Which isn’t entirely true, either. It’s just that the things I NEED to do have changed. Don’t get me wrong… I’m going to send out these cards (eventually). But I NEED to learn to rearrange my priorities. In the last year, I’ve had a child graduate from high school, begin college, mature into adulthood. I’ve had a child begin high school, be diagnosed with ADHD, learn to cope with the symptoms, the meds, and the diagnosis, and learn to cope with the world as a young man. I’ve had a child begin middle school, confront her first interaction with hatred, overcome with love. I’ve had a child begin 3rd grade, learn to write cursive, learn to play Magic: The Gathering. I’ve watched my husband struggle with his own business, work harder, stay later, bounce back with the punches. I’ve turned 40, gotten a promotion, begun to work full time for the first time in a decade. I’ve gotten news regarding my writing that I never thought I’d hear, in my life. I’ve struggled to overcome anxiety and a lack of creative drive. I’ve delved into new worlds with my stories.

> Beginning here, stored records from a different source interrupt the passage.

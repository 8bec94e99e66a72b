//! TR-064: transport-agnostic action invocation, argument values and error mapping.

use std::collections::BTreeMap;
use std::fmt;

use thiserror::Error;

/// Error kinds reported by a remote action.
#[derive(Debug, Clone, PartialEq, Eq, Error)]
pub enum Tr064Error {
    /// The caller supplied an invalid argument (bad MAC/IP format, ...).
    #[error("argument error: {0}")]
    Argument(String),
    /// The action could not resolve the requested key.
    #[error("lookup error: {0}")]
    Lookup(String),
    /// An index based fetch went past the end of the collection.
    #[error("array index out of range: {0}")]
    IndexOutOfRange(String),
    /// The action layer itself failed.
    #[error("action error: {0}")]
    Action(String),
}

impl Tr064Error {
    /// Classify a UPnP error code returned by the device.
    pub fn from_upnp(code: u16, description: &str) -> Self {
        let message = format!("UPnPError {code}: {description}");
        match UpnpErrorCode::from_raw(code) {
            UpnpErrorCode::InvalidArgs
            | UpnpErrorCode::ArgumentValueInvalid
            | UpnpErrorCode::ArgumentValueOutOfRange => Tr064Error::Argument(message),
            UpnpErrorCode::SpecifiedArrayIndexInvalid => Tr064Error::IndexOutOfRange(message),
            UpnpErrorCode::NoSuchEntryInArray => Tr064Error::Lookup(message),
            UpnpErrorCode::InvalidAction
            | UpnpErrorCode::ActionFailed
            | UpnpErrorCode::ActionNotAuthorized
            | UpnpErrorCode::InternalError
            | UpnpErrorCode::Unknown(_) => Tr064Error::Action(message),
        }
    }

    /// Message carried by the error, without the kind prefix.
    pub fn message(&self) -> &str {
        match self {
            Tr064Error::Argument(msg)
            | Tr064Error::Lookup(msg)
            | Tr064Error::IndexOutOfRange(msg)
            | Tr064Error::Action(msg) => msg,
        }
    }

    /// `true` for the errors meaning "the device does not know this key".
    pub fn is_unknown_key(&self) -> bool {
        matches!(self, Tr064Error::Argument(_) | Tr064Error::Lookup(_))
    }
}

/// UPnP error codes used by the device family.
#[derive(Debug, Clone, Copy, PartialEq, Eq)]
pub enum UpnpErrorCode {
    /// No action by that name at this service.
    InvalidAction,
    /// Missing or surplus arguments.
    InvalidArgs,
    /// The action failed on the device.
    ActionFailed,
    /// An argument value is invalid.
    ArgumentValueInvalid,
    /// An argument value is out of range.
    ArgumentValueOutOfRange,
    /// The caller is not allowed to invoke the action.
    ActionNotAuthorized,
    /// Index based access past the end of an array.
    SpecifiedArrayIndexInvalid,
    /// Key based access to an entry that does not exist.
    NoSuchEntryInArray,
    /// Internal device error.
    InternalError,
    /// A code not known to this implementation.
    Unknown(u16),
}

impl UpnpErrorCode {
    pub fn from_raw(raw: u16) -> Self {
        match raw {
            401 => UpnpErrorCode::InvalidAction,
            402 => UpnpErrorCode::InvalidArgs,
            501 => UpnpErrorCode::ActionFailed,
            600 => UpnpErrorCode::ArgumentValueInvalid,
            601 => UpnpErrorCode::ArgumentValueOutOfRange,
            606 => UpnpErrorCode::ActionNotAuthorized,
            713 => UpnpErrorCode::SpecifiedArrayIndexInvalid,
            714 => UpnpErrorCode::NoSuchEntryInArray,
            820 => UpnpErrorCode::InternalError,
            other => UpnpErrorCode::Unknown(other),
        }
    }

    pub const fn to_raw(self) -> u16 {
        match self {
            UpnpErrorCode::InvalidAction => 401,
            UpnpErrorCode::InvalidArgs => 402,
            UpnpErrorCode::ActionFailed => 501,
            UpnpErrorCode::ArgumentValueInvalid => 600,
            UpnpErrorCode::ArgumentValueOutOfRange => 601,
            UpnpErrorCode::ActionNotAuthorized => 606,
            UpnpErrorCode::SpecifiedArrayIndexInvalid => 713,
            UpnpErrorCode::NoSuchEntryInArray => 714,
            UpnpErrorCode::InternalError => 820,
            UpnpErrorCode::Unknown(code) => code,
        }
    }
}

/// A single argument or result value.
#[derive(Debug, Clone, PartialEq, Eq)]
pub enum ArgValue {
    Text(String),
    Int(i64),
    Bool(bool),
}

impl ArgValue {
    /// Integer view; textual values are parsed as decimal.
    pub fn as_int(&self) -> Result<i64, std::num::ParseIntError> {
        match self {
            ArgValue::Int(value) => Ok(*value),
            ArgValue::Bool(value) => Ok(i64::from(*value)),
            ArgValue::Text(text) => text.trim().parse(),
        }
    }

    /// Boolean view; integers and their textual form map non-zero to `true`.
    pub fn as_bool(&self) -> Result<bool, std::num::ParseIntError> {
        match self {
            ArgValue::Bool(value) => Ok(*value),
            other => other.as_int().map(|value| value != 0),
        }
    }
}

impl fmt::Display for ArgValue {
    fn fmt(&self, f: &mut fmt::Formatter<'_>) -> fmt::Result {
        match self {
            ArgValue::Text(text) => f.write_str(text),
            ArgValue::Int(value) => write!(f, "{value}"),
            ArgValue::Bool(value) => f.write_str(if *value { "1" } else { "0" }),
        }
    }
}

impl From<&str> for ArgValue {
    fn from(value: &str) -> Self {
        ArgValue::Text(value.to_string())
    }
}

impl From<String> for ArgValue {
    fn from(value: String) -> Self {
        ArgValue::Text(value)
    }
}

impl From<i64> for ArgValue {
    fn from(value: i64) -> Self {
        ArgValue::Int(value)
    }
}

impl From<u32> for ArgValue {
    fn from(value: u32) -> Self {
        ArgValue::Int(i64::from(value))
    }
}

impl From<bool> for ArgValue {
    fn from(value: bool) -> Self {
        ArgValue::Bool(value)
    }
}

/// Named values passed to, or returned from, an action.
#[derive(Debug, Clone, Default, PartialEq, Eq)]
pub struct Arguments {
    values: BTreeMap<String, ArgValue>,
}

impl Arguments {
    pub fn new() -> Self {
        Self::default()
    }

    /// Builder style insert.
    pub fn with(mut self, name: impl Into<String>, value: impl Into<ArgValue>) -> Self {
        self.insert(name, value);
        self
    }

    pub fn insert(&mut self, name: impl Into<String>, value: impl Into<ArgValue>) {
        self.values.insert(name.into(), value.into());
    }

    pub fn get(&self, name: &str) -> Option<&ArgValue> {
        self.values.get(name)
    }

    /// Text of a field; only `Text` values qualify.
    pub fn text(&self, name: &str) -> Option<&str> {
        match self.values.get(name) {
            Some(ArgValue::Text(text)) => Some(text),
            _ => None,
        }
    }

    /// Integer value of a field, `None` when absent.
    pub fn int(&self, name: &str) -> Option<Result<i64, std::num::ParseIntError>> {
        self.values.get(name).map(ArgValue::as_int)
    }

    /// Boolean value of a field, `None` when absent.
    pub fn flag(&self, name: &str) -> Option<Result<bool, std::num::ParseIntError>> {
        self.values.get(name).map(ArgValue::as_bool)
    }

    pub fn len(&self) -> usize {
        self.values.len()
    }

    pub fn is_empty(&self) -> bool {
        self.values.is_empty()
    }

    pub fn iter(&self) -> impl Iterator<Item = (&str, &ArgValue)> {
        self.values.iter().map(|(name, value)| (name.as_str(), value))
    }
}

impl<K: Into<String>, V: Into<ArgValue>> FromIterator<(K, V)> for Arguments {
    fn from_iter<I: IntoIterator<Item = (K, V)>>(iter: I) -> Self {
        let mut args = Arguments::new();
        for (name, value) in iter {
            args.insert(name, value);
        }
        args
    }
}

/// Action invocation abstraction backed by a SOAP/TR-064 transport.
pub trait ActionInvoker {
    /// Invoke `action` of `service` with `arguments` and return the result fields.
    fn call_action(
        &self,
        service: &str,
        action: &str,
        arguments: &Arguments,
    ) -> Result<Arguments, Tr064Error>;
}

impl<T: ActionInvoker + ?Sized> ActionInvoker for &T {
    fn call_action(
        &self,
        service: &str,
        action: &str,
        arguments: &Arguments,
    ) -> Result<Arguments, Tr064Error> {
        (**self).call_action(service, action, arguments)
    }
}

If this blog post is popping up on your Facebook wall, if you see this on Twitter… It’s probably because I like you. Hell, you might even be someone who will (someday) get one of these fancy cards in the mail. I am writing this to say that it isn’t that I don’t care about you… I do, and I think about you often. But my priorities are changing. I’m trying to divide myself four ways — career, author, wife, and mother. Lots of people do this, and I know it can be done. I’m just new to it. I’m still learning. So, if some things have to fall through the cracks for a while, I hope you’ll understand. I love you, even if there isn’t a holiday letter. Even if next year, there is no card. Even if we don’t see each other or talk to each other for a decade… I do care about you. I’m just overwhelmed on a daily basis, but I’m getting there.
So until we see each other at the grocery store, or run into each other at a family function, know this — those who live in the Filak House are healthy and happy. We’re swimming in uncharted waters, because that is what life is, whether it’s 3rd grade, college, a new career, an old career, achieving a life long dream. Life is pretty much uncharted. If I figure out the map, I’ll send you a letter.
Peace, Love, and Excruciating Joy to each and every one of you…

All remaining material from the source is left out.